To give you an idea about distance between saddles, they should not be farther than 20% of "Tangent to Tangent Lenght" from the nearest tangent line. e.g. if TTL is 10m. then each saddle should not be more than 2m away from the nearest tangent line. There is a interesting chart in above-mentioned section which suggests the maximum distance of saddles from the nearest tangent line for a particular vessel with known thickness, length and radius. (Source of chart is from AWS).
But don't forget that above chart is just a suggestion and after selecting the location of saddles, stress analysis must be performed (zick, FEA or other methods) to evaluate the shell and heads under support loads.

Cheers,

----------


## maizo

thank's a lot!

----------


## tony_black

Yes, Ali366 is correct - however, to describe the issue in a more "practical" sense - please see the attached excerpt paragraph 13.9.1 from "Coulson and Richardson's Vol 6"

In short - you want to start with an analysis where the bending moments across the saddles are equal to the bending moment in the mid-span.  And (from the design of a uniformly, loaded, simply-supported beam) this occurs when the supports are placed 21% of the span in from the ends.  Then, most oftenly, to avoid the need for stiffening rings at the saddle because the shell will want to "ovalize" at the supports (if far removed from stiffening effects) - many designs push the saddle supports farther outwards towards the heads to gain stiffening from them (and avoid extra stiffening all together).

----------


## maizo

thank you for your help tony!i have found more details in pressure vessel design handbook.thank you all!

----------


## FATHI

..The full demonstration and derivation of saddle design and Zick formula is given in :
1/- PD 5500  ( Appendix G)
2-/ French Code CODAP
3/- Pressure Vessel design by Bednar.

Items 1 and 3 could be found in this site...

All is a around beam on two supports, the weight of steel and fluid are both along with the internal pressure are all included , the sshear load at saddle location too

----------


## Abdel Halim Galala

The distance between the two saddles determines the distance from saddle to vessel tangent line, and the last distance has a great and direct effect in determining the various stresses at saddles and vessel itself.
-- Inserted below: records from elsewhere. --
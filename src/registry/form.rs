//! Form: the descriptor of one convertible program shape.

use regex::{Captures, Regex};

use crate::encoder::{EncodeInput, Fragment};
use crate::graph::Graph;
use crate::model::{FieldMap, NodeId, Shape, Template};
use crate::{Error, Result};
use super::Registry;

/// Text match → field values.
pub type DecodeFn = fn(&Captures<'_>) -> Result<FieldMap>;

/// Node plus resolved child fragments → source text.
pub type EncodeFn = fn(&EncodeInput<'_>) -> Result<Fragment>;

/// Field values → a new node bound into the graph.
pub type ConstructFn = fn(&mut Graph, &Registry, &Form, FieldMap) -> Result<NodeId>;

/// How the encoder treats a form.
#[derive(Debug, Clone, Copy, PartialEq, Eq)]
pub enum Role {
    Statement,
    Expression,
    /// Entry point (event handler, unconditional loop). Gated forms only
    /// produce code underneath one of these; its body declares the free
    /// variables it touches.
    Container,
}

/// An immutable form descriptor.
///
/// Built once with the `with_*` methods and then handed to
/// `Registry::register`.
#[derive(Clone)]
pub struct Form {
    type_name: String,
    category: Option<String>,
    role: Role,
    gated: bool,
    template: Template,
    pattern: Regex,
    /// Field naming the variable the form reads or writes.
    variable: Option<&'static str>,
    decode: DecodeFn,
    encode: EncodeFn,
    construct: ConstructFn,
}

impl Form {
    /// New form whose role follows the template shape. Decoding yields no
    /// fields and construction creates a bare node until overridden.
    pub fn new(type_name: &str, template: Template, pattern: &str, encode: EncodeFn) -> Result<Self> {
        let pattern = Regex::new(pattern).map_err(|source| Error::InvalidPattern {
            type_name: type_name.to_string(),
            source,
        })?;
        let role = match template.shape {
            Shape::Expression { .. } => Role::Expression,
            Shape::Statement { .. } => Role::Statement,
        };
        Ok(Self {
            type_name: type_name.to_string(),
            category: None,
            role,
            gated: false,
            template,
            pattern,
            variable: None,
            decode: decode_nothing,
            encode,
            construct: construct_bare,
        })
    }

    pub fn with_category(mut self, category: &str) -> Self {
        self.category = Some(category.to_string());
        self
    }

    /// Only emit code when enabled and rooted under a container.
    pub fn gated(mut self) -> Self {
        self.gated = true;
        self
    }

    pub fn container(mut self) -> Self {
        self.role = Role::Container;
        self
    }

    pub fn with_variable(mut self, field: &'static str) -> Self {
        self.variable = Some(field);
        self
    }

    pub fn with_decode(mut self, decode: DecodeFn) -> Self {
        self.decode = decode;
        self
    }

    pub fn with_construct(mut self, construct: ConstructFn) -> Self {
        self.construct = construct;
        self
    }

    // ========================================================================
    // Accessors
    // ========================================================================

    pub fn type_name(&self) -> &str { &self.type_name }
    pub fn category(&self) -> Option<&str> { self.category.as_deref() }
    pub fn role(&self) -> Role { self.role }
    pub fn is_gated(&self) -> bool { self.gated }
    pub fn is_container(&self) -> bool { self.role == Role::Container }
    pub fn template(&self) -> &Template { &self.template }
    pub fn pattern(&self) -> &Regex { &self.pattern }
    pub fn variable(&self) -> Option<&'static str> { self.variable }

    // ========================================================================
    // Behaviour
    // ========================================================================

    /// First match of the pattern anywhere in `text`.
    pub fn matches<'t>(&self, text: &'t str) -> Option<Captures<'t>> {
        self.pattern.captures(text)
    }

    /// Match only when the pattern covers all of `text`.
    pub fn matches_whole<'t>(&self, text: &'t str) -> Option<Captures<'t>> {
        self.pattern
            .captures(text)
            .filter(|c| c.get(0).is_some_and(|m| m.start() == 0 && m.end() == text.len()))
    }

    pub fn decode(&self, caps: &Captures<'_>) -> Result<FieldMap> {
        (self.decode)(caps)
    }

    pub fn encode(&self, input: &EncodeInput<'_>) -> Result<Fragment> {
        (self.encode)(input)
    }

    pub fn construct(&self, graph: &mut Graph, registry: &Registry, fields: FieldMap) -> Result<NodeId> {
        (self.construct)(graph, registry, self, fields)
    }
}

impl std::fmt::Debug for Form {
    fn fmt(&self, f: &mut std::fmt::Formatter<'_>) -> std::fmt::Result {
        f.debug_struct("Form")
            .field("type_name", &self.type_name)
            .field("category", &self.category)
            .field("role", &self.role)
            .field("gated", &self.gated)
            .field("pattern", &self.pattern.as_str())
            .finish_non_exhaustive()
    }
}

fn decode_nothing(_: &Captures<'_>) -> Result<FieldMap> {
    Ok(FieldMap::new())
}

fn construct_bare(graph: &mut Graph, registry: &Registry, form: &Form, fields: FieldMap) -> Result<NodeId> {
    graph.create_node(registry, form.type_name(), fields)
}
//! Capability tags for value slots and expression outputs.

use std::fmt;

use serde::{Deserialize, Serialize};

/// What kind of value an expression produces or a value slot accepts.
#[derive(Debug, Clone, Copy, PartialEq, Eq, Hash, Serialize, Deserialize)]
pub enum Capability {
    Number,
    String,
    Boolean,
}

impl Capability {
    /// Slot/output compatibility. An unchecked side (`None`) accepts anything.
    pub fn compatible(slot: Option<Capability>, output: Option<Capability>) -> bool {
        match (slot, output) {
            (Some(s), Some(o)) => s == o,
            _ => true,
        }
    }
}

impl fmt::Display for Capability {
    fn fmt(&self, f: &mut fmt::Formatter<'_>) -> fmt::Result {
        match self {
            Capability::Number => f.write_str("Number"),
            Capability::String => f.write_str("String"),
            Capability::Boolean => f.write_str("Boolean"),
        }
    }
}
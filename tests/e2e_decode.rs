//! End-to-end tests for text → graph conversion.
//!
//! Each test decodes a document with the built-in registry and inspects the
//! resulting nodes, their fields, slot contents and chain links.

use blockbridge::{
    fields, DecodeOutcome, Decoder, Form, Graph, NodeId, Registry, Template, Transducer, Value,
};
use blockbridge::{EncodeInput, Fragment};
use pretty_assertions::assert_eq;

fn init_tracing() {
    let _ = tracing_subscriber::fmt().with_test_writer().try_init();
}

// ============================================================================
// Helper: decode with the built-in catalog
// ============================================================================

fn decode(text: &str) -> (Graph, DecodeOutcome) {
    init_tracing();
    let bridge = Transducer::builtin().unwrap();
    let mut graph = Graph::new();
    let outcome = bridge.decode(&mut graph, text);
    (graph, outcome)
}

fn type_of(graph: &Graph, id: NodeId) -> String {
    graph.get(id).unwrap().type_name.clone()
}

// ============================================================================
// 1. Sequencing
// ============================================================================

#[test]
fn test_two_lines_are_chained() {
    let (graph, out) = decode("basic.pause(1000)\nled.plot(0, 0)");

    assert_eq!(out.nodes.len(), 2);
    let first = graph.get(out.nodes[0]).unwrap();
    assert_eq!(first.type_name, "pause");
    assert_eq!(first.get("TIME"), Some(&Value::Int(1000)));
    assert_eq!(first.next, Some(out.nodes[1]));
    assert_eq!(graph.get(out.nodes[1]).unwrap().parent, Some(out.nodes[0]));
    assert_eq!(graph.roots(), vec![out.nodes[0]]);
}

#[test]
fn test_long_program_forms_one_chain() {
    let text = "\
basic.show_string(\"Hello\")
basic.show_number(42)
led.toggle(4, 4)
music.play_tone(262, 0.5)
pin0.write_analog(1023)
";
    let (graph, out) = decode(text);

    let kinds: Vec<_> = out.nodes.iter().map(|id| type_of(&graph, *id)).collect();
    assert_eq!(
        kinds,
        ["show_string", "show_number", "toggle_led", "music_play_tone", "microbit_pin_write"]
    );
    assert_eq!(graph.chain(out.nodes[0]), out.nodes);
    assert!(out.is_clean());
}

// ============================================================================
// 2. Unrecognised input
// ============================================================================

#[test]
fn test_not_code_yields_empty_graph() {
    let (graph, out) = decode("this is not code");
    assert!(graph.is_empty());
    assert!(out.nodes.is_empty());
    assert!(out.failures.is_empty());
}

#[test]
fn test_unsupported_lines_are_skipped_between_statements() {
    let (graph, out) = decode("led.plot(1, 1)\nimport random\nfor i in range(3):\nled.plot(2, 2)");
    assert_eq!(out.nodes.len(), 2);
    assert_eq!(out.unmatched, vec![2, 3]);
    assert_eq!(graph.get(out.nodes[0]).unwrap().next, Some(out.nodes[1]));
}

#[test]
fn test_comments_and_blank_lines() {
    let (_, out) = decode("# show something\n\n   # indented comment\nbasic.pause(5)\n");
    assert_eq!(out.nodes.len(), 1);
    assert!(out.unmatched.is_empty());
}

// ============================================================================
// 2b. Failed lines leave nothing behind
// ============================================================================

fn encoded(graph: &Graph) -> String {
    Transducer::builtin().unwrap().encode_graph(graph).unwrap()
}

#[test]
fn test_rejected_argument_fails_the_whole_line() {
    for (text, type_name) in [("x = None", "variables_set"), ("if x == None:", "controls_if")] {
        let (graph, out) = decode(text);
        assert!(out.nodes.is_empty(), "{text}");
        assert_eq!(out.failures.len(), 1, "{text}");
        assert_eq!(out.failures[0].type_name, type_name);
        assert_eq!(graph.len(), 0, "{text}");
        assert_eq!(encoded(&graph), "");
    }
}

#[test]
fn test_failed_line_between_statements() {
    let (graph, out) = decode("music.rest(2)\nx = None\nmusic.rest(1)");
    assert_eq!(out.nodes.len(), 2);
    assert_eq!(out.failures[0].line, 2);
    assert_eq!(graph.len(), 2);
    assert_eq!(encoded(&graph), "music.rest(2)\nmusic.rest(1)\n");
}

#[test]
fn test_chained_comparison_is_not_mistranslated() {
    for text in ["x = 0 < y <= 3", "if 0 < x < 5:"] {
        let (graph, out) = decode(text);
        assert!(out.nodes.is_empty(), "{text}");
        assert_eq!(out.failures.len(), 1, "{text}");
        assert!(graph.is_empty(), "{text}");
    }
    // A bracketed inner comparison is an ordinary operand.
    let (graph, out) = decode("ok = x == (y < 5)");
    assert_eq!(out.nodes.len(), 1);
    assert_eq!(encoded(&graph), "ok = x == (y < 5)\n");
}

// ============================================================================
// 3. Arguments become expression nodes
// ============================================================================

#[test]
fn test_show_string_literal_is_text_shadow() {
    let (graph, out) = decode("basic.show_string('Hi there')");
    let show = graph.get(out.nodes[0]).unwrap();
    let literal = graph.get(show.value_child("TEXT").unwrap()).unwrap();
    assert_eq!(literal.type_name, "text");
    assert!(literal.shadow);
    assert_eq!(literal.get("TEXT"), Some(&Value::from("Hi there")));
}

#[test]
fn test_assignment_takes_precedence_over_its_value() {
    let (graph, out) = decode("lit = led.point(1, 2)");
    assert_eq!(out.nodes.len(), 1);
    let set = graph.get(out.nodes[0]).unwrap();
    assert_eq!(set.type_name, "variables_set");
    assert_eq!(set.get("VAR"), Some(&Value::from("lit")));
    assert_eq!(type_of(&graph, set.value_child("VALUE").unwrap()), "point_led");
}

#[test]
fn test_compound_assignment_with_arithmetic() {
    let (graph, out) = decode("total += score * 2");
    let change = graph.get(out.nodes[0]).unwrap();
    assert_eq!(change.type_name, "math_change");
    let delta = graph.get(change.value_child("DELTA").unwrap()).unwrap();
    assert_eq!(delta.type_name, "math_arithmetic");
    assert_eq!(delta.get("OP"), Some(&Value::from("MULTIPLY")));
    assert_eq!(type_of(&graph, delta.value_child("A").unwrap()), "variables_get");
    assert_eq!(type_of(&graph, delta.value_child("B").unwrap()), "math_number");
}

#[test]
fn test_if_condition_is_attached() {
    let (graph, out) = decode("if input.button_is_pressed(Button.A):");
    let cond = graph.get(out.nodes[0]).unwrap().value_child("IF0").unwrap();
    let cond = graph.get(cond).unwrap();
    assert_eq!(cond.type_name, "button_is_pressed");
    assert_eq!(cond.get("BUTTON"), Some(&Value::from("A")));
}

#[test]
fn test_handler_headers() {
    let (graph, out) = decode("def on_button_pressed_b():\ndef on_forever():\nwhile True:\ndef on_start():");
    let kinds: Vec<_> = out.nodes.iter().map(|id| type_of(&graph, *id)).collect();
    assert_eq!(kinds, ["on_button_pressed", "forever", "forever", "on_start"]);
    assert_eq!(graph.get(out.nodes[0]).unwrap().get("BUTTON"), Some(&Value::from("B")));
}

#[test]
fn test_unknown_icon_falls_back_to_heart() {
    let (graph, out) = decode("display.show(Image.GIRAFFE)");
    assert_eq!(graph.get(out.nodes[0]).unwrap().get("ICON"), Some(&Value::from("HEART")));
}

// ============================================================================
// 4. Precedence and targeted conversion
// ============================================================================

fn noop(_: &EncodeInput<'_>) -> blockbridge::Result<Fragment> {
    Ok(Fragment::statement(""))
}

#[test]
fn test_earlier_registration_wins() {
    init_tracing();
    let mut registry = Registry::new();
    registry
        .register(Form::new("first", Template::statement("first"), r"go\(\d+\)", noop).unwrap())
        .unwrap();
    registry
        .register(Form::new("second", Template::statement("second"), r"^go\(1\)$", noop).unwrap())
        .unwrap();

    let mut graph = Graph::new();
    let out = Decoder::new(&registry).decode(&mut graph, "go(1)");
    assert_eq!(type_of(&graph, out.nodes[0]), "first");
    assert_eq!(registry.matching("go(1)").len(), 2);
}

#[test]
fn test_decode_as_bypasses_precedence() {
    let registry = Registry::builtin().unwrap();
    let mut graph = Graph::new();
    let id = Decoder::new(&registry)
        .decode_as(&mut graph, "x = led.point(3, 4)", "point_led")
        .unwrap()
        .unwrap();
    let node = graph.get(id).unwrap();
    assert_eq!(node.get("X"), Some(&Value::Int(3)));
    assert_eq!(node.get("Y"), Some(&Value::Int(4)));
}

#[test]
fn test_decode_into_existing_graph_keeps_old_nodes() {
    let registry = Registry::builtin().unwrap();
    let mut graph = Graph::new();
    let existing = graph
        .create_node(&registry, "music_rest", fields([("DURATION", "2")]))
        .unwrap();
    let out = Decoder::new(&registry).decode(&mut graph, "music.rest(1)");
    assert_eq!(graph.roots(), vec![existing, out.nodes[0]]);
}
These stresses in vessel on two saddle supports is very important to be analysed by using ZICK analysis. 
Download the following ZICK calculation: **[link Point to another website Only the registered members can access]
*link*




<![CDATA[[Only Registered And Activated Users Can See Links]

A reference to that calculations is from manual "Pressure Vessel Handbook" -10th Edition-Megyesy: **[link Point to another website Only the registered members can access]
*link*




<![CDATA[[Only Registered And Activated Users Can See Links]

----------


## cosili

Hy, 
It is very simple to use FEA analyses.
Please take a view into FE/Pipe tools, that was made by Paulin Research Group.
A lot of template it is inside, regarding your job.
All the best,
Cosili

----------


## ardansyahputra

> Hy, 
> It is very simple to use FEA analyses.
> Please take a view into FE/Pipe tools, that was made by Paulin Research Group.
> A lot of template it is inside, regarding your job.
> All the best,
> Cosili



Do you have the software of FEPipe ?
Please.

Thanks

----------


## CarlosBatista

Fellow i have the spreadsheet for this calculation if you need let me know

----------


## maizo

Please send the spreadsheet my email is aladin.mza@gmail.com

----------


## ridestar

can you send the spreadsheet at ridestar_94@hotmail.com
please,
best regards

----------


## Bobypr

Please send me spreadsheet at p_goel11@yahoo.com

See More: saddle pressure vessel

----------


## kishor

please send me @ k_tejankar@rediffmail.com

----------


## RAJAMANICKAM

Mr.CarlosBatista
 can u please send me  the spread sheet for calculation?
 my E MAIL ID--- rajamanickams@gmail.com

----------


## maestrolimpio

> Fellow i have the spreadsheet for this calculation if you need let me know



Carlos ...Please send the spreadsheet to my email ..... rnoriega1948@hotmail.com   thank you in advance

----------


## vijayparate

Can you please send spreadsheet to my email address vijayparate@yahoo.com.
Thanks a lot

----------


## CarlosBatista

Fellow please if you need the spreadsheet send e mail to jinbukan@yahoo.com or yengineeringconsulting@yahoo.com, and remember is only tool is not the hand of the god, you always must be need to study each case.

----------


## mail2bharath

Please send the spreadsheet my email is mailforbharath@gmail.com

----------


## vibintsankar

please send me the spread sheet to : live4sankar@gmail.com

----------


## Priyoyo

thank's bro...

----------


## NSHAMSN

> Fellow i have the spreadsheet for this calculation if you need let me know



Please send the spreadsheet ,my email is nshamsn@gmail.com

tanx a lot

----------


## ECH1

Returning to the original question about saddle position on vessels, a vessel designer told me that the distance D/4 between the head tangent line and the center of the saddle is a very good position.
Always speaking of horizontal pressure vessels supported by two saddles.

----------


## Abdel Halim Galala

> Returning to the original question about saddle position on vessels, a vessel designer told me that the distance D/4 between the head tangent line and the center of the saddle is a very good position.
> Always speaking of horizontal pressure vessels supported by two saddles.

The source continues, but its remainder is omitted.